Last Updated 2018-05-22 9:29 AM by Anne Murray
Record Created unknown
Record Posted 2007-07-30
Phenotypic Description
The drunk phenotype was identified among ENU-induced G3 mutant mice; drunk mice display a severe ataxia of gait. Cerebellar Purkinje cells from homozygous drunk mice begin to degenerate beginning at approximately 3 weeks of age until virtually all cells are lost by 7 weeks of age. Degeneration of photoreceptor cells also begins at 6 weeks of age.
 
Homozygous drunk and wild type mice recover at the same rate after sciatic nerve crush operation (please see Background).
 
Male drunk mice are sterile due to a reduced number of abnormally shaped sperm cells. The drunk stock was maintained by breeding homozygous females with heterozygous males.
Nature of Mutation
The drunk mutation mapped to Chromosome 13, and corresponds to a T to A transversion in the donor splice site of intron 11 (GTAGGG -> GAAGGG) in the Agtpbp1 (hereafter Nna1) gene (position 44998 in Genbank genomic region NC_000079 for linear genomic DNA sequence of Agtpbp1). Sequencing of cDNA from drunk mice demonstrates that the mutation results in skipping of exon 11, thus destroying the reading frame after codon 302 (encoding glutamine) and creating a premature stop codon at codon 318.
 
     <--exon 10  <--exon 11 intron 11-->   exon 12-->
43219 ACTTCTCAA……CCGCCTGAAG GTAGGGGTG………………ACGACATTGATTTAG 49311
300   -T--S--Q-……-P--P--E-                …-T--T--L--I--*  318
       correct    deleted                    aberrant
 
The donor splice site of intron 11, which is destroyed by the drunk mutation, is indicated in blue lettering; the mutated nucleotide is indicated in red lettering.

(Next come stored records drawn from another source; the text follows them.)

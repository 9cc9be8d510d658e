//! # Header Module
//!
//! The strip at the top of every page: greeting with the current date,
//! balance display with the show/hide eye toggle, tab navigation and the
//! quick dark/light toggle.

use chrono::{Datelike, Local, Timelike};
use eframe::egui;

use crate::ui::app_state::{FinanceApp, MainTab};
use crate::ui::components::ui_components::{text, TextVariant};

const WEEKDAYS: [&str; 7] = [
    "Domingo",
    "Segunda-feira",
    "Terça-feira",
    "Quarta-feira",
    "Quinta-feira",
    "Sexta-feira",
    "Sábado",
];

impl FinanceApp {
    pub fn render_header(&mut self, ui: &mut egui::Ui) {
        egui::Frame::none()
            .inner_margin(egui::Margin::symmetric(24.0, 16.0))
            .show(ui, |ui| {
                ui.horizontal(|ui| {
                    ui.vertical(|ui| {
                        ui.label(text(
                            format!("Olá, {}! :)", self.core.user_name),
                            TextVariant::TitleBold,
                            self.theme.typography.inverse,
                        ));
                        ui.label(text(
                            formatted_now(),
                            TextVariant::TextSmall,
                            self.theme.typography.inverse,
                        ));
                    });

                    ui.with_layout(egui::Layout::right_to_left(egui::Align::Min), |ui| {
                        // Dark/light quick toggle
                        let toggle_icon = if self.theme.dark { "☀" } else { "🌙" };
                        let toggle = ui
                            .button(egui::RichText::new(toggle_icon).size(18.0))
                            .on_hover_text("Alternar tema claro/escuro");
                        if toggle.clicked() {
                            self.theme_config.toggle_mode();
                            self.preferences_changed();
                        }
                        if self.accessibility.screen_reader {
                            ui.label(text(
                                "Alternar tema",
                                TextVariant::TextSmall,
                                self.theme.typography.inverse,
                            ));
                        }

                        ui.add_space(16.0);
                        self.render_balance_summary(ui);
                    });
                });

                ui.add_space(12.0);
                self.render_tab_buttons(ui);
            });
        ui.separator();
    }

    /// "Saldo" with the eye toggle, account label and the amount
    fn render_balance_summary(&mut self, ui: &mut egui::Ui) {
        ui.vertical(|ui| {
            ui.horizontal(|ui| {
                ui.label(text(
                    "Saldo",
                    TextVariant::Subtitle,
                    self.theme.typography.inverse,
                ));
                let eye = if self.core.show_balance { "👁" } else { "🙈" };
                let response = ui
                    .button(egui::RichText::new(eye).size(14.0))
                    .on_hover_text(if self.core.show_balance {
                        "Ocultar saldo"
                    } else {
                        "Mostrar saldo"
                    });
                if response.clicked() {
                    self.core.toggle_balance_visibility();
                }
            });
            ui.label(text(
                &self.core.account_label,
                TextVariant::TextSmall,
                self.theme.typography.inverse,
            ));
            ui.label(text(
                self.core.balance_display(),
                TextVariant::TitleRegular,
                self.theme.typography.inverse,
            ));
        });
    }

    /// One pill button per page; the active page gets the filled style
    fn render_tab_buttons(&mut self, ui: &mut egui::Ui) {
        ui.horizontal(|ui| {
            for tab in MainTab::ALL {
                let active = self.current_tab == tab;
                let (fill, text_color) = if active {
                    (
                        self.theme.interactive.primary_fill,
                        self.theme.typography.inverse,
                    )
                } else {
                    (
                        egui::Color32::TRANSPARENT,
                        self.theme.typography.inverse,
                    )
                };
                let button = egui::Button::new(
                    egui::RichText::new(tab.label())
                        .font(egui::FontId::proportional(14.0))
                        .strong()
                        .color(text_color),
                )
                .fill(fill)
                .stroke(egui::Stroke::new(
                    1.0,
                    if active {
                        self.theme.interactive.primary_fill
                    } else {
                        self.theme.typography.inverse
                    },
                ))
                .rounding(egui::Rounding::same(16.0))
                .min_size(egui::vec2(110.0, 30.0));

                if ui.add(button).clicked() {
                    self.current_tab = tab;
                    self.ui.clear_messages();
                }
                ui.add_space(6.0);
            }
        });
    }
}

/// "Sexta-feira, 15/03/2024 14:05"
fn formatted_now() -> String {
    let now = Local::now();
    let weekday = WEEKDAYS[now.weekday().num_days_from_sunday() as usize];
    format!(
        "{}, {} {:02}:{:02}",
        weekday,
        now.format("%d/%m/%Y"),
        now.hour(),
        now.minute()
    )
}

Illustration of Mutations in
Gene & Protein
Protein Prediction
Figure 1. Domain structure of NNA1. The drunk mutation corresponds to a T to A transversion in the donor splice site of intron 11 in the Agtpbp1 gene. A premature stop codon is predicted to truncate the protein after amino acid 318. Click on each mututation in red for more specific information.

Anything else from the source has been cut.